Dataset entries
------------------------------------

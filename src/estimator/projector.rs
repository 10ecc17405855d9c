use crate::assembly::global::assemble_csr;
use crate::assembly::local::{MixedCurlAssembler, MixedGradientAssembler};
use crate::assembly::operators::{DistributedOperator, PartialAssembledOperator};
use crate::assembly::ElementMatrixAssembler;
use crate::comm::Communicator;
use crate::config::SolverSettings;
use crate::error::EstimatorError;
use crate::estimator::solver::{MassSolver, SolveStatus};
use crate::field::FieldScalar;
use crate::material::{ElementCoefficients, MaterialProperty, MaterialProvider};
use crate::operator::FieldOperator;
use crate::space::{FiniteElementSpace, LagrangeSpace, NedelecSpace};
use log::debug;
use nalgebra::DVector;
use std::cell::RefCell;
use std::sync::Arc;
use std::time::{Duration, Instant};

/// Summary of a single flux projection.
#[derive(Debug, Clone, PartialEq)]
pub struct ProjectionReport {
    /// One entry per linear solve, in the order the solves were performed.
    pub solves: Vec<SolveStatus>,
    pub elapsed: Duration,
}

impl ProjectionReport {
    pub fn converged(&self) -> bool {
        self.solves.iter().all(|s| s.converged)
    }
}

/// Projects the flux of a finite element field onto a smooth finite element space.
///
/// Given a discrete field `x`, the projector computes the right-hand side `b = F x` of the
/// weighted flux operator `F` and solves `M y = b` with the mass matrix `M` of the smooth
/// space. When the smooth space has several components and `y` is a whole multiple of the
/// size of `x`, each component block of `y` is solved for separately with the scalar mass
/// matrix.
#[derive(Debug)]
pub struct FluxProjector<T: FieldScalar> {
    flux: FieldOperator<DistributedOperator<PartialAssembledOperator>>,
    solver: MassSolver,
    rhs: RefCell<DVector<T>>,
    input_dim: usize,
    construction_time: Duration,
}

impl<T: FieldScalar> FluxProjector<T> {
    /// Projector of `μ⁻¹ curl u` onto the Nédélec space of `u`.
    pub fn curl<M>(material: &M, nd_space: &NedelecSpace, settings: &SolverSettings) -> Result<Self, EstimatorError>
    where
        M: ?Sized + MaterialProvider<3>,
    {
        let start = Instant::now();
        settings.validate()?;
        let inv_permeability =
            ElementCoefficients::from_material(material, nd_space.par_mesh(), MaterialProperty::InvPermeability)?;
        let flux = MixedCurlAssembler::new(nd_space, &inv_permeability)?;
        Self::from_assemblers(
            &flux,
            nd_space.mass_assembler()?.as_ref(),
            nd_space.par_mesh().shared_comm(),
            nd_space.num_dofs(),
            settings,
            start,
        )
    }

    /// Projector of `ε ∇u` for a scalar field `u` onto a vector Lagrange space.
    ///
    /// `h1d_space` must be `h1_space` with `D` components.
    pub fn gradient<M, const D: usize>(
        material: &M,
        h1_space: &LagrangeSpace<D>,
        h1d_space: &LagrangeSpace<D>,
        settings: &SolverSettings,
    ) -> Result<Self, EstimatorError>
    where
        M: ?Sized + MaterialProvider<D>,
    {
        let start = Instant::now();
        settings.validate()?;
        let permittivity =
            ElementCoefficients::from_material(material, h1_space.par_mesh(), MaterialProperty::Permittivity)?;
        let flux = MixedGradientAssembler::new(h1_space, h1d_space, &permittivity)?;
        Self::from_assemblers(
            &flux,
            h1_space.mass_assembler()?.as_ref(),
            h1_space.par_mesh().shared_comm(),
            h1_space.num_dofs(),
            settings,
            start,
        )
    }

    fn from_assemblers(
        flux_assembler: &dyn ElementMatrixAssembler,
        mass_assembler: &dyn ElementMatrixAssembler,
        comm: Arc<dyn Communicator>,
        input_dim: usize,
        settings: &SolverSettings,
        start: Instant,
    ) -> Result<Self, EstimatorError> {
        let flux = PartialAssembledOperator::assemble(flux_assembler)?;
        let mass = assemble_csr(mass_assembler)?;

        let mass_dim = mass.nrows();
        if flux.num_cols() != input_dim {
            return Err(EstimatorError::SpaceMismatch(format!(
                "flux operator acts on {} dofs, but the field has {}",
                flux.num_cols(),
                input_dim
            )));
        }
        if mass_dim == 0 || flux.num_rows() % mass_dim != 0 {
            return Err(EstimatorError::SpaceMismatch(format!(
                "flux operator output dimension {} is not a multiple of mass matrix dimension {}",
                flux.num_rows(),
                mass_dim
            )));
        }

        let rhs = DVector::from_element(flux.num_rows(), T::zero());
        let solver = MassSolver::new(DistributedOperator::new(mass, Arc::clone(&comm)), settings);
        let projector = Self {
            flux: FieldOperator::for_scalar::<T>(DistributedOperator::new(flux, comm)),
            solver,
            rhs: RefCell::new(rhs),
            input_dim,
            construction_time: start.elapsed(),
        };
        Ok(projector)
    }

    /// Number of true dofs of the projected field.
    pub fn output_dim(&self) -> usize {
        self.flux.inner().local().num_rows()
    }

    /// Number of true dofs of the input field.
    pub fn input_dim(&self) -> usize {
        self.input_dim
    }

    pub fn construction_time(&self) -> Duration {
        self.construction_time
    }

    /// Computes the smooth flux `y` of the field `x`.
    ///
    /// Solver non-convergence is reported in the returned [`ProjectionReport`] and the last
    /// iterate is kept. This is a collective operation.
    pub fn apply(&self, x: &DVector<T>, y: &mut DVector<T>) -> Result<ProjectionReport, EstimatorError> {
        let start = Instant::now();
        let output_dim = self.output_dim();
        if y.len() != output_dim {
            return Err(EstimatorError::OutputSizeMismatch {
                expected: output_dim,
                actual: y.len(),
            });
        }
        if x.len() == 0 || y.len() % x.len() != 0 {
            return Err(EstimatorError::UnevenBlocking {
                input: x.len(),
                output: y.len(),
            });
        }
        let num_blocks = y.len() / x.len();
        if num_blocks > 1 && T::IS_COMPLEX {
            return Err(EstimatorError::UnsupportedComplexBlocks { vdim: num_blocks });
        }
        if x.len() != self.input_dim {
            return Err(EstimatorError::InputSizeMismatch {
                expected: self.input_dim,
                actual: x.len(),
            });
        }

        let block_size = self.solver.dim();
        if block_size * num_blocks != y.len() {
            return Err(EstimatorError::UnevenBlocking {
                input: block_size,
                output: y.len(),
            });
        }

        let rhs = &mut *self.rhs.borrow_mut();
        self.flux
            .apply(rhs.as_mut_slice(), x.as_slice())
            .map_err(EstimatorError::Operator)?;

        let mut solves = Vec::with_capacity(num_blocks);
        if num_blocks == 1 {
            solves.extend(self.solver.solve(rhs.as_slice(), y.as_mut_slice())?);
        } else {
            let log_blocks = self.solver.is_root();
            if log_blocks {
                debug!("Projecting flux component-wise in {} blocks of size {}", num_blocks, block_size);
            }
            let blocks = rhs
                .as_slice()
                .chunks_exact(block_size)
                .zip(y.as_mut_slice().chunks_exact_mut(block_size));
            for (k, (b, y_block)) in blocks.enumerate() {
                let block_solves = self.solver.solve(b, y_block)?;
                if log_blocks {
                    let iterations: usize = block_solves.iter().map(|s| s.iterations).sum();
                    debug!("Block {}: {} CG iterations", k, iterations);
                }
                solves.extend(block_solves);
            }
        }

        Ok(ProjectionReport {
            solves,
            elapsed: start.elapsed(),
        })
    }
}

------------------------------------

* [PROBLEM TO SOLVE]: Copy the stretch of the records above that runs from the line with "use crate::config::SolverSettings;" through the line with "use nalgebra::DVector;". Both end lines belong in the copy, and nothing else does.

* [RESPONSE FOR THIS EXERCISE]:
use crate::config::SolverSettings;
use crate::error::EstimatorError;
use crate::estimator::solver::{MassSolver, SolveStatus};
use crate::field::FieldScalar;
use crate::material::{ElementCoefficients, MaterialProperty, MaterialProvider};
use crate::operator::FieldOperator;
use crate::space::{FiniteElementSpace, LagrangeSpace, NedelecSpace};
use log::debug;
use nalgebra::DVector;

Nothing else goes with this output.